The acceleration of deep-learning kernels in hardware relies on matrix multiplications that are executed efficiently on Systolic Arrays (SA). To effectively trade off deep-learning training/inference quality with hardware cost, SA accelerators employ reduced-precision Floating-Point (FP) arithmetic. In this work, we demonstrate the need for new pipeline organizations to reduce latency and improve energy efficiency of reduced-precision FP operators for the chained multiply-add operation imposed by the structure of the SA. The proposed skewed pipeline design reorganizes the pipelined operation of the FP multiply-add units to enable new forwarding paths for the exponent logic, which allow for parallel execution of the pipeline stages of consecutive PEs. As a result, the latency of the matrix multiplication operation within the SA is significantly reduced with minimal hardware cost, thereby yielding an energy reduction of 8% and 11% for the examined state-of-the-art CNNs.

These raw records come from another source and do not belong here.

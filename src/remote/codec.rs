//! Length-prefix frame codec.
//!
//! Wire format:
//! ```text
//! ┌────────────┬──────────────────────────┐
//! │ Length (4B)│ postcard payload (N B)   │
//! │ LE u32     │                          │
//! └────────────┴──────────────────────────┘
//! ```
//!
//! The codec accumulates incoming bytes into a buffer and yields
//! complete frames. This handles partial reads gracefully: a
//! single `Transport::read` call may return part of the header,
//! part of the payload, or multiple frames concatenated.

/// Maximum frame payload size (protects against memory exhaustion).
pub const MAX_FRAME_SIZE: usize = 128;

/// Frame header size (4-byte little-endian length).
pub const HEADER_SIZE: usize = 4;

enum DecoderState {
    ReadingHeader { collected: usize },
    ReadingPayload { expected: usize, collected: usize },
}

/// Streaming frame decoder.
pub struct FrameDecoder {
    state: DecoderState,
    header_buf: [u8; HEADER_SIZE],
    payload_buf: [u8; MAX_FRAME_SIZE],
}

impl Default for FrameDecoder {
    fn default() -> Self {
        Self::new()
    }
}

impl FrameDecoder {
    pub fn new() -> Self {
        Self {
            state: DecoderState::ReadingHeader { collected: 0 },
            header_buf: [0; HEADER_SIZE],
            payload_buf: [0; MAX_FRAME_SIZE],
        }
    }

    /// Feed bytes into the decoder.
    ///
    /// Stops at the first completed frame.  Returns how many bytes of
    /// `data` were consumed and the frame payload, if one completed; call
    /// again with the remainder to pick up concatenated frames.
    pub fn feed(&mut self, data: &[u8]) -> (usize, Option<&[u8]>) {
        let mut offset = 0;

        while offset < data.len() {
            match &mut self.state {
                DecoderState::ReadingHeader { collected } => {
                    let to_copy = (HEADER_SIZE - *collected).min(data.len() - offset);
                    self.header_buf[*collected..*collected + to_copy]
                        .copy_from_slice(&data[offset..offset + to_copy]);
                    *collected += to_copy;
                    offset += to_copy;

                    if *collected == HEADER_SIZE {
                        let expected = u32::from_le_bytes(self.header_buf) as usize;
                        if expected == 0 || expected > MAX_FRAME_SIZE {
                            log::warn!("codec: dropping frame header (len {expected})");
                            self.state = DecoderState::ReadingHeader { collected: 0 };
                            continue;
                        }
                        self.state = DecoderState::ReadingPayload {
                            expected,
                            collected: 0,
                        };
                    }
                }

                DecoderState::ReadingPayload { expected, collected } => {
                    let to_copy = (*expected - *collected).min(data.len() - offset);
                    self.payload_buf[*collected..*collected + to_copy]
                        .copy_from_slice(&data[offset..offset + to_copy]);
                    *collected += to_copy;
                    offset += to_copy;

                    if *collected == *expected {
                        let len = *expected;
                        self.state = DecoderState::ReadingHeader { collected: 0 };
                        return (offset, Some(&self.payload_buf[..len]));
                    }
                }
            }
        }

        (offset, None)
    }

    /// Reset decoder state (e.g. after a transport reconnect).
    pub fn reset(&mut self) {
        self.state = DecoderState::ReadingHeader { collected: 0 };
    }
}

/// Encode a payload into a length-prefixed frame.
///
/// Writes `[LE-u32 length][payload]` into `out_buf`.
/// Returns the total number of bytes written.
pub fn encode_frame(payload: &[u8], out_buf: &mut [u8]) -> Option<usize> {
    let total = HEADER_SIZE + payload.len();
    if total > out_buf.len() || payload.is_empty() || payload.len() > MAX_FRAME_SIZE {
        return None;
    }
    let len = u32::try_from(payload.len()).ok()?;
    out_buf[..HEADER_SIZE].copy_from_slice(&len.to_le_bytes());
    out_buf[HEADER_SIZE..total].copy_from_slice(payload);
    Some(total)
}
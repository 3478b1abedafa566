//! Transport-agnostic remote command subsystem.
//!
//! Exposes the `setRPM` function and the `temperature`, `voltage` and
//! `rpm` variables to a remote client that has passed the PSK handshake.
//!
//! ```text
//! ┌──────────────────────────────────────────────────────────────┐
//! │  I/O thread                          Control loop            │
//! │  ┌───────────┐  ┌──────────────┐ CMD ┌─────────────────────┐ │
//! │  │ Transport │─▶│ Codec + Auth │───▶ │ Engine → AppService │ │
//! │  │  (trait)  │◀─│   (session)  │◀─── │ (rate limit)        │ │
//! │  └───────────┘  └──────────────┘ RESP└─────────────────────┘ │
//! └──────────────────────────────────────────────────────────────┘
//! ```

pub mod auth;
pub mod channels;
pub mod codec;
pub mod engine;
pub mod io_task;
pub mod protocol;
pub mod transport;
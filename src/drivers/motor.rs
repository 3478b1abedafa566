//! DC motor speed control via one PWM channel.
//!
//! The commanded speed is an 8-bit "RPM" value (0..=255) mapped linearly
//! onto the PWM duty cycle: 0 is stopped, 255 is full on.
//!
//! ## Dual-target design
//!
//! Generic over [`SetDutyCycle`]: on ESP-IDF this is an `LedcDriver`
//! (8-bit resolution, see [`crate::pins`]); tests pass a recording mock.
//!
//! The driver is a dumb actuator.  Whether a speed change is permitted is
//! decided by the application service.

use embedded_hal::pwm::SetDutyCycle;

use crate::error::ActuatorError;

/// Full-scale speed command.
pub const MAX_RPM: u8 = u8::MAX;

pub struct MotorDriver<P> {
    pwm: P,
    rpm: u8,
}

impl<P: SetDutyCycle> MotorDriver<P> {
    pub fn new(pwm: P) -> Self {
        Self { pwm, rpm: 0 }
    }

    /// Drive the channel at `rpm / 255` duty.
    pub fn set_rpm(&mut self, rpm: u8) -> Result<(), ActuatorError> {
        self.pwm
            .set_duty_cycle_fraction(u16::from(rpm), u16::from(MAX_RPM))
            .map_err(|_| ActuatorError::PwmWriteFailed)?;
        self.rpm = rpm;
        Ok(())
    }

    pub fn stop(&mut self) -> Result<(), ActuatorError> {
        self.set_rpm(0)
    }

    /// Last speed successfully written to the channel.
    pub fn rpm(&self) -> u8 {
        self.rpm
    }
}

翻译：深度学习核心硬件加速依赖于在脉动阵列（Systolic Array, SA）上高效执行的矩阵乘法。为在深度学习训练/推理质量与硬件成本之间实现有效权衡，脉动阵列加速器采用低精度浮点（Floating-Point, FP）运算。本工作揭示了在脉动阵列结构所强制的链式乘加操作中，需采用新型流水线组织结构以降低低精度浮点运算器的延迟并提升能效。本文提出的偏斜流水线设计通过重构浮点乘加单元的流水线操作，为指数逻辑开辟了新的前向路径，从而使得相邻处理单元（Processing Element, PE）的流水线阶段能够并行执行。由此，脉动阵列内矩阵乘法运算的延迟在极低硬件成本下显著降低，进而使所评估的当代卷积神经网络（CNN）的能耗分别降低8%和11%。